--- WHAT TO DO ---
What do the lines say from the start of the entries through the one containing "cell starts its"? Repeat them exactly.

******

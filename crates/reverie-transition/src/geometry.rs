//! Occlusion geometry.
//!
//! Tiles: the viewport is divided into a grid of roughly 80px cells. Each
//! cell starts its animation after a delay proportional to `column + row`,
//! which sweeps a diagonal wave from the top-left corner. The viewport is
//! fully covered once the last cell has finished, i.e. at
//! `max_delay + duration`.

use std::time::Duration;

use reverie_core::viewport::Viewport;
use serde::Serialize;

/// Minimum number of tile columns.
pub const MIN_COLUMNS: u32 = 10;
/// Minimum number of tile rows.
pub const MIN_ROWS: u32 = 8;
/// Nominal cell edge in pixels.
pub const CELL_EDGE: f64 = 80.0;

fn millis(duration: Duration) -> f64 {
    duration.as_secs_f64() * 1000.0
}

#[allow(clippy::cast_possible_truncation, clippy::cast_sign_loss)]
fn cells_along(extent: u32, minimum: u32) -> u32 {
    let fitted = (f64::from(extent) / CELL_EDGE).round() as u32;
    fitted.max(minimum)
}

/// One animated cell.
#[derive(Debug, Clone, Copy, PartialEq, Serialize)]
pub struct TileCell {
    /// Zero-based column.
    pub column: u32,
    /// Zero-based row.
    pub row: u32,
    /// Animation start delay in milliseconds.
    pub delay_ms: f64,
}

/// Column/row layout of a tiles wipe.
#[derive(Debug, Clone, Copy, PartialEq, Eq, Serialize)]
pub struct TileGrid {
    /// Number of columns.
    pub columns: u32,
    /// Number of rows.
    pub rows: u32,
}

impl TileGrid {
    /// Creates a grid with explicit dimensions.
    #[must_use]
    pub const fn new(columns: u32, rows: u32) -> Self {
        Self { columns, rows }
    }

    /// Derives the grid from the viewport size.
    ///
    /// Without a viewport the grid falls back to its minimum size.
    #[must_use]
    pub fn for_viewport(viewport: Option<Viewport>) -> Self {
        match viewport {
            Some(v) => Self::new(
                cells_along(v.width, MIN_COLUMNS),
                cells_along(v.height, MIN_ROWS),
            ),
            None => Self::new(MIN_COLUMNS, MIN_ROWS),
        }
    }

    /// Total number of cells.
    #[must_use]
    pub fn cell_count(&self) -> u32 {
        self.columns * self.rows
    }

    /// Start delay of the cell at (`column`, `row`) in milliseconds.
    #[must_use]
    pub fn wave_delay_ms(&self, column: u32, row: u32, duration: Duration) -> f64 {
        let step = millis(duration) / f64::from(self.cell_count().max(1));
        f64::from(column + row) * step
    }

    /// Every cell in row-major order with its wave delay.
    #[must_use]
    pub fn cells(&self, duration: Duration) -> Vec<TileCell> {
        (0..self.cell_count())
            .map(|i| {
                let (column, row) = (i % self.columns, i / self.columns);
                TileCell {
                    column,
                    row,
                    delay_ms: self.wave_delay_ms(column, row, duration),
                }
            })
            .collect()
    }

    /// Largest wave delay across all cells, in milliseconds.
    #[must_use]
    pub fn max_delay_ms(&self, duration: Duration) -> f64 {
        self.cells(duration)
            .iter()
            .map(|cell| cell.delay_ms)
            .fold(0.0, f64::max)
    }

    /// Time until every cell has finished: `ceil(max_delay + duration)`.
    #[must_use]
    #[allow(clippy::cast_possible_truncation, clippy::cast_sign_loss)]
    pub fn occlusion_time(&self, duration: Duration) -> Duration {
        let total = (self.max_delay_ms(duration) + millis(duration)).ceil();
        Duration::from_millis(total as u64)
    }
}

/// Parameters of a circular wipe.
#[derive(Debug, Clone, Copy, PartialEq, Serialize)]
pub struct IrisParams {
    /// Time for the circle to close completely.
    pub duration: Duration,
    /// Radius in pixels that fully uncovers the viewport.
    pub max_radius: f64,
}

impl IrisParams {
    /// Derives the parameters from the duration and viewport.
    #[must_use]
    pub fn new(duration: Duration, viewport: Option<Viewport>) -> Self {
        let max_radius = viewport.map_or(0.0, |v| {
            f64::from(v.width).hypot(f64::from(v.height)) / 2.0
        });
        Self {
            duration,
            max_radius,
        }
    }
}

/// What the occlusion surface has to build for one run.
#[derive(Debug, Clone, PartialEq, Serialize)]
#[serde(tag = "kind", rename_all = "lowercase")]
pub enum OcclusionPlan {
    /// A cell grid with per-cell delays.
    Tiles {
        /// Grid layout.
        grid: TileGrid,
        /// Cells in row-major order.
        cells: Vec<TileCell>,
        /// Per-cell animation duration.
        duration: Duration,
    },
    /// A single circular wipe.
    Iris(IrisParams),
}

******

--- SOLVED PROBLEM ---
filename crates/reverie-transition/src/geometry.rs
//! Occlusion geometry.
//!
//! Tiles: the viewport is divided into a grid of roughly 80px cells. Each
//! cell starts its animation after a delay proportional to `column + row`,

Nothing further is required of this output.